Saved data entries:
//! WAL record types and their binary layout.
//!
//! ```text
//! Insert: [Type=0:1][XID:8][Pgno:4][Offset:2][Raw]
//! Update: [Type=1:1][XID:8][UID:8][OldRaw][NewRaw]
//! ```
//!
//! `OldRaw` and `NewRaw` always have the same length, so an update payload
//! is split at the midpoint of the bytes following the UID.

use bytes::{Buf, BufMut, Bytes, BytesMut};

use crate::data::Uid;
use crate::error::{Error, Result};
use crate::storage::PageId;
use crate::transaction::TransactionId;

const TYPE_INSERT: u8 = 0;
const TYPE_UPDATE: u8 = 1;

const INSERT_HEADER_LEN: usize = 1 + 8 + 4 + 2;
const UPDATE_HEADER_LEN: usize = 1 + 8 + 8;

/// A new DataItem written at the page's free-space offset.
#[derive(Debug, Clone, PartialEq, Eq)]
pub struct InsertRecord {
    pub xid: TransactionId,
    pub page_id: PageId,
    pub offset: u16,
    /// The full DataItem bytes, header included.
    pub raw: Bytes,
}

/// An in-place rewrite of an existing DataItem.
#[derive(Debug, Clone, PartialEq, Eq)]
pub struct UpdateRecord {
    pub xid: TransactionId,
    pub uid: Uid,
    pub old_raw: Bytes,
    pub new_raw: Bytes,
}

#[derive(Debug, Clone, PartialEq, Eq)]
pub enum LogRecord {
    Insert(InsertRecord),
    Update(UpdateRecord),
}

impl LogRecord {
    pub fn insert(xid: TransactionId, page_id: PageId, offset: u16, raw: &[u8]) -> Self {
        LogRecord::Insert(InsertRecord {
            xid,
            page_id,
            offset,
            raw: Bytes::copy_from_slice(raw),
        })
    }

    pub fn update(xid: TransactionId, uid: Uid, old_raw: &[u8], new_raw: &[u8]) -> Self {
        LogRecord::Update(UpdateRecord {
            xid,
            uid,
            old_raw: Bytes::copy_from_slice(old_raw),
            new_raw: Bytes::copy_from_slice(new_raw),
        })
    }

    pub fn xid(&self) -> TransactionId {
        match self {
            LogRecord::Insert(r) => r.xid,
            LogRecord::Update(r) => r.xid,
        }
    }

    pub fn page_id(&self) -> PageId {
        match self {
            LogRecord::Insert(r) => r.page_id,
            LogRecord::Update(r) => r.uid.page_id(),
        }
    }

    pub fn encode(&self) -> Bytes {
        match self {
            LogRecord::Insert(r) => {
                let mut buf = BytesMut::with_capacity(INSERT_HEADER_LEN + r.raw.len());
                buf.put_u8(TYPE_INSERT);
                buf.put_u64(r.xid.value());
                buf.put_u32(r.page_id.0);
                buf.put_u16(r.offset);
                buf.put_slice(&r.raw);
                buf.freeze()
            }
            LogRecord::Update(r) => {
                let mut buf = BytesMut::with_capacity(
                    UPDATE_HEADER_LEN + r.old_raw.len() + r.new_raw.len(),
                );
                buf.put_u8(TYPE_UPDATE);
                buf.put_u64(r.xid.value());
                buf.put_u64(r.uid.as_raw());
                buf.put_slice(&r.old_raw);
                buf.put_slice(&r.new_raw);
                buf.freeze()
            }
        }
    }

    pub fn decode(data: &[u8]) -> Result<LogRecord> {
        let mut buf = data;
        if !buf.has_remaining() {
            return Err(Error::BadLogFile("empty log record".into()));
        }

        match buf.get_u8() {
            TYPE_INSERT => {
                if data.len() < INSERT_HEADER_LEN {
                    return Err(Error::BadLogFile(format!(
                        "insert record of {} bytes is shorter than its header",
                        data.len()
                    )));
                }
                let xid = TransactionId::new(buf.get_u64());
                let page_id = PageId(buf.get_u32());
                let offset = buf.get_u16();
                Ok(LogRecord::Insert(InsertRecord {
                    xid,
                    page_id,
                    offset,
                    raw: Bytes::copy_from_slice(buf),
                }))
            }
            TYPE_UPDATE => {
                if data.len() < UPDATE_HEADER_LEN {
                    return Err(Error::BadLogFile(format!(
                        "update record of {} bytes is shorter than its header",
                        data.len()
                    )));
                }
                let xid = TransactionId::new(buf.get_u64());
                let uid = Uid::from_raw(buf.get_u64());
                if buf.len() % 2 != 0 {
                    return Err(Error::BadLogFile(format!(
                        "update record for {} has unequal old/new images",
                        uid
                    )));
                }
                let (old_raw, new_raw) = buf.split_at(buf.len() / 2);
                Ok(LogRecord::Update(UpdateRecord {
                    xid,
                    uid,
                    old_raw: Bytes::copy_from_slice(old_raw),
                    new_raw: Bytes::copy_from_slice(new_raw),
                }))
            }
            other => Err(Error::BadLogFile(format!(
                "unknown log record type {}",
                other
            ))),
        }
    }
}
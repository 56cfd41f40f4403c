//! Transaction identifiers.

/// A unique identifier for a transaction.
///
/// Identifiers are handed out by the [`TransactionManager`](super::TransactionManager)
/// starting from 1. The value 0 is the super transaction: it never appears
/// in the status file and is always treated as committed.
#[derive(Debug, Clone, Copy, PartialEq, Eq, PartialOrd, Ord, Hash)]
pub struct TransactionId(pub u64);

impl TransactionId {
    /// The always-committed bootstrap transaction.
    pub const SUPER: TransactionId = TransactionId(0);

    /// Creates a new transaction ID with the given value.
    pub fn new(id: u64) -> Self {
        Self(id)
    }

    /// Returns the inner u64 value.
    pub fn value(&self) -> u64 {
        self.0
    }

    pub fn is_super(&self) -> bool {
        self.0 == 0
    }
}

impl std::fmt::Display for TransactionId {
    fn fmt(&self, f: &mut std::fmt::Formatter<'_>) -> std::fmt::Result {
        write!(f, "Txn{}", self.0)
    }
}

EXERCISE DESCRIPTION => Give back all the records exactly as they stand.

OUTPUT BELOW =>
//! WAL record types and their binary layout.
//!
//! ```text
//! Insert: [Type=0:1][XID:8][Pgno:4][Offset:2][Raw]
//! Update: [Type=1:1][XID:8][UID:8][OldRaw][NewRaw]
//! ```
//!
//! `OldRaw` and `NewRaw` always have the same length, so an update payload
//! is split at the midpoint of the bytes following the UID.

use bytes::{Buf, BufMut, Bytes, BytesMut};

use crate::data::Uid;
use crate::error::{Error, Result};
use crate::storage::PageId;
use crate::transaction::TransactionId;

const TYPE_INSERT: u8 = 0;
const TYPE_UPDATE: u8 = 1;

const INSERT_HEADER_LEN: usize = 1 + 8 + 4 + 2;
const UPDATE_HEADER_LEN: usize = 1 + 8 + 8;

/// A new DataItem written at the page's free-space offset.
#[derive(Debug, Clone, PartialEq, Eq)]
pub struct InsertRecord {
    pub xid: TransactionId,
    pub page_id: PageId,
    pub offset: u16,
    /// The full DataItem bytes, header included.
    pub raw: Bytes,
}

/// An in-place rewrite of an existing DataItem.
#[derive(Debug, Clone, PartialEq, Eq)]
pub struct UpdateRecord {
    pub xid: TransactionId,
    pub uid: Uid,
    pub old_raw: Bytes,
    pub new_raw: Bytes,
}

#[derive(Debug, Clone, PartialEq, Eq)]
pub enum LogRecord {
    Insert(InsertRecord),
    Update(UpdateRecord),
}

impl LogRecord {
    pub fn insert(xid: TransactionId, page_id: PageId, offset: u16, raw: &[u8]) -> Self {
        LogRecord::Insert(InsertRecord {
            xid,
            page_id,
            offset,
            raw: Bytes::copy_from_slice(raw),
        })
    }

    pub fn update(xid: TransactionId, uid: Uid, old_raw: &[u8], new_raw: &[u8]) -> Self {
        LogRecord::Update(UpdateRecord {
            xid,
            uid,
            old_raw: Bytes::copy_from_slice(old_raw),
            new_raw: Bytes::copy_from_slice(new_raw),
        })
    }

    pub fn xid(&self) -> TransactionId {
        match self {
            LogRecord::Insert(r) => r.xid,
            LogRecord::Update(r) => r.xid,
        }
    }

    pub fn page_id(&self) -> PageId {
        match self {
            LogRecord::Insert(r) => r.page_id,
            LogRecord::Update(r) => r.uid.page_id(),
        }
    }

    pub fn encode(&self) -> Bytes {
        match self {
            LogRecord::Insert(r) => {
                let mut buf = BytesMut::with_capacity(INSERT_HEADER_LEN + r.raw.len());
                buf.put_u8(TYPE_INSERT);
                buf.put_u64(r.xid.value());
                buf.put_u32(r.page_id.0);
                buf.put_u16(r.offset);
                buf.put_slice(&r.raw);
                buf.freeze()
            }
            LogRecord::Update(r) => {
                let mut buf = BytesMut::with_capacity(
                    UPDATE_HEADER_LEN + r.old_raw.len() + r.new_raw.len(),
                );
                buf.put_u8(TYPE_UPDATE);
                buf.put_u64(r.xid.value());
                buf.put_u64(r.uid.as_raw());
                buf.put_slice(&r.old_raw);
                buf.put_slice(&r.new_raw);
                buf.freeze()
            }
        }
    }

    pub fn decode(data: &[u8]) -> Result<LogRecord> {
        let mut buf = data;
        if !buf.has_remaining() {
            return Err(Error::BadLogFile("empty log record".into()));
        }

        match buf.get_u8() {
            TYPE_INSERT => {
                if data.len() < INSERT_HEADER_LEN {
                    return Err(Error::BadLogFile(format!(
                        "insert record of {} bytes is shorter than its header",
                        data.len()
                    )));
                }
                let xid = TransactionId::new(buf.get_u64());
                let page_id = PageId(buf.get_u32());
                let offset = buf.get_u16();
                Ok(LogRecord::Insert(InsertRecord {
                    xid,
                    page_id,
                    offset,
                    raw: Bytes::copy_from_slice(buf),
                }))
            }
            TYPE_UPDATE => {
                if data.len() < UPDATE_HEADER_LEN {
                    return Err(Error::BadLogFile(format!(
                        "update record of {} bytes is shorter than its header",
                        data.len()
                    )));
                }
                let xid = TransactionId::new(buf.get_u64());
                let uid = Uid::from_raw(buf.get_u64());
                if buf.len() % 2 != 0 {
                    return Err(Error::BadLogFile(format!(
                        "update record for {} has unequal old/new images",
                        uid
                    )));
                }
                let (old_raw, new_raw) = buf.split_at(buf.len() / 2);
                Ok(LogRecord::Update(UpdateRecord {
                    xid,
                    uid,
                    old_raw: Bytes::copy_from_slice(old_raw),
                    new_raw: Bytes::copy_from_slice(new_raw),
                }))
            }
            other => Err(Error::BadLogFile(format!(
                "unknown log record type {}",
                other
            ))),
        }
    }
}
repository 56cfd41f40f4403c
//! Transaction identifiers.

/// A unique identifier for a transaction.
///
/// Identifiers are handed out by the [`TransactionManager`](super::TransactionManager)
/// starting from 1. The value 0 is the super transaction: it never appears
/// in the status file and is always treated as committed.
#[derive(Debug, Clone, Copy, PartialEq, Eq, PartialOrd, Ord, Hash)]
pub struct TransactionId(pub u64);

impl TransactionId {
    /// The always-committed bootstrap transaction.
    pub const SUPER: TransactionId = TransactionId(0);

    /// Creates a new transaction ID with the given value.
    pub fn new(id: u64) -> Self {
        Self(id)
    }

    /// Returns the inner u64 value.
    pub fn value(&self) -> u64 {
        self.0
    }

    pub fn is_super(&self) -> bool {
        self.0 == 0
    }
}

impl std::fmt::Display for TransactionId {
    fn fmt(&self, f: &mut std::fmt::Formatter<'_>) -> std::fmt::Result {
        write!(f, "Txn{}", self.0)
    }
}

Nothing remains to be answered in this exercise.